Aside from the impact on contracts, employers must ensure staff are protected as far as practicably possible while dealing with the clinical impact of coronavirus on the workforce.
Andrew Rayment, an employment partner at law firm Walker Morris, reminds that “employers have a duty to take steps to ensure the health and safety of their workforce, and to ensure a safe system of working; they must take the threats posed by coronavirus seriously”.
This can be done, for example, through information, the provision of cleaning products, protective products, social distancing and homeworking where a role permits it.
For Rayment, it’s important that employers remain consistent and fair – “employers must not single anyone out or treat an employee differently because of a protected characteristic such as race or ethnicity”. He’s clearly alluding to the origin of the disease because from his perspective, it could amount to unlawful discrimination.
But what of staff who might be infected who then self-isolate? The answer is simple for Rayment: “If the employee can still work from home during a period of self-isolation, then they will be entitled to be paid because they are still working.” And if NHS 111 or a doctor advises someone to self-isolate, they should receive any Statutory Sick Pay (SSP) due to them. Contractual sick pay should ideally be paid too.
The government has said that for the moment, SSP is payable from day one of sickness. And for those not yet unwell but have been asked not to come to work, Rayment says they will be entitled to their usual pay. He also says that employers should be flexible with proof of illness – it may not be readily available.

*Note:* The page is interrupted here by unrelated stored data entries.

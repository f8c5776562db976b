//! `rack plan`: display the start order and build groups without touching
//! the engine.

use std::process::ExitCode;

use clap::Args;
use rack_build::BuildPlan;
use serde::Serialize;

use super::Project;
use crate::output::{BOLD, CYAN, DIM, RESET};

/// Arguments for the `plan` command.
#[derive(Args, Debug)]
pub struct PlanArgs {
    /// Print the plan as JSON.
    #[arg(long)]
    pub json: bool,
}

#[derive(Debug, Serialize)]
struct PlanReport<'a> {
    app: &'a str,
    order: Vec<String>,
    images: BuildPlan,
}

/// Executes the `plan` command.
///
/// # Errors
///
/// Returns an error if the link graph has a cycle or a build context
/// cannot be resolved.
pub fn execute(args: &PlanArgs, project: &Project) -> anyhow::Result<ExitCode> {
    let order = rack_manifest::graph::start_order(&project.manifest)?;
    let images = BuildPlan::new(&project.manifest, &project.app)?;
    let report = PlanReport {
        app: &project.app,
        order,
        images,
    };

    if args.json {
        println!("{}", serde_json::to_string_pretty(&report)?);
    } else {
        print_report(&report);
    }
    Ok(ExitCode::SUCCESS)
}

fn print_report(report: &PlanReport<'_>) {
    println!("{BOLD}Plan for {}{RESET}", report.app);
    println!();
    println!("  Start order:");
    for (i, name) in report.order.iter().enumerate() {
        println!("    {}. {name}", i + 1);
    }

    if !report.images.builds.is_empty() {
        println!();
        println!("  Builds:");
        for group in &report.images.builds {
            let dockerfile = group
                .dockerfile
                .as_deref()
                .map_or_else(String::new, |d| format!(" {DIM}({d}){RESET}"));
            println!(
                "    {CYAN}{}{RESET}{dockerfile} {DIM}as {}{RESET}: {}",
                group.context.display(),
                group.tag,
                group.services.join(", ")
            );
        }
    }

    if !report.images.pulls.is_empty() {
        println!();
        println!("  Pulls:");
        for image in &report.images.pulls {
            println!("    {CYAN}{image}{RESET}");
        }
    }
}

It follows that there will be employees worried about exposure to the virus in the workplace. Here Rayment advises “handling such concerns very sensitively but firmly”. The more vulnerable (over 60 or with a health condition) can be helped with adjustments – homeworking or off-peak start and finish times. But as Rayment explains: “If no agreement can be reached and the employee insists on not coming to work, and they are well, there is no legal obligation to pay them.”

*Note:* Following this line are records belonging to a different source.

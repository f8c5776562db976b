//! Ctrl+C and SIGTERM handling for `rack start`.
//!
//! The first signal is forwarded to the supervisor, which tears the app
//! down. A second signal exits immediately.

use std::sync::Arc;
use std::sync::atomic::{AtomicUsize, Ordering};
use std::sync::mpsc::{self, Receiver, Sender};

use rack_common::constants::FORCED_EXIT_CODE;

use crate::output::{BOLD, RESET};

/// Installs the process signal handler and returns the receiver the
/// supervisor listens on.
///
/// # Errors
///
/// Returns an error if a handler is already installed.
pub fn install() -> anyhow::Result<Receiver<()>> {
    let (tx, rx) = mpsc::channel();
    let count = Arc::new(AtomicUsize::new(0));
    let handler = Handler { tx, count };
    ctrlc::set_handler(move || handler.on_signal())
        .map_err(|e| anyhow::anyhow!("failed to set Ctrl+C handler: {e}"))?;
    Ok(rx)
}

struct Handler {
    tx: Sender<()>,
    count: Arc<AtomicUsize>,
}

impl Handler {
    fn on_signal(&self) {
        if self.record() {
            std::process::exit(FORCED_EXIT_CODE);
        }
        eprintln!("  Stopping containers... press {BOLD}Ctrl+C{RESET} again to force exit.");
        let _ = self.tx.send(());
    }

    /// Counts a signal; returns whether it is a repeat.
    fn record(&self) -> bool {
        self.count.fetch_add(1, Ordering::SeqCst) > 0
    }
}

Of course, non-attendance could lead to disciplinary action. However, Rayment advises caution when dealing with pregnant or otherwise high-risk employees as “there is a risk of discrimination claims… and if there is a genuine health and safety risk posed by being required to attend work, then disciplinary action might lead to a constructive dismissal or detriment claim”.
Employers do need to remember that employees are entitled to reasonable time off work to help someone who depends on them – a child off school or a sick parent – in an unexpected event or emergency of which coronavirus is but one example.
But as Rayment says: “There is no statutory right to pay for this time off. The amount of time off an employee takes to look after someone must be reasonable for the situation.” Again, he suggests being sensible with paid time off, possibly followed by holiday.
But there is an elephant in the room – how workers cover sick colleagues. On this, Rayment defends requests from employers for those remaining to cover those off work, and he does so on the basis that “many contracts give employers an express right to vary duties and hours in line with the need to be reasonable under the circumstances; employees are also under an implied duty to obey lawful and reasonable instructions”.
His advice to employers is to consult affected employees before changing hours or duties to avoid the risk of employment claims. That said, coronavirus offers a powerful argument for changes on a short-term basis.
It’s true – there is much doom and gloom around, but sight shouldn’t be lost of the fact that the sky hasn’t fallen, the world hasn’t ended, and society will surely get through the coronavirus outbreak. But it’s going to take – and this is an understatement – some managing and time. Keep calm and try to carry on.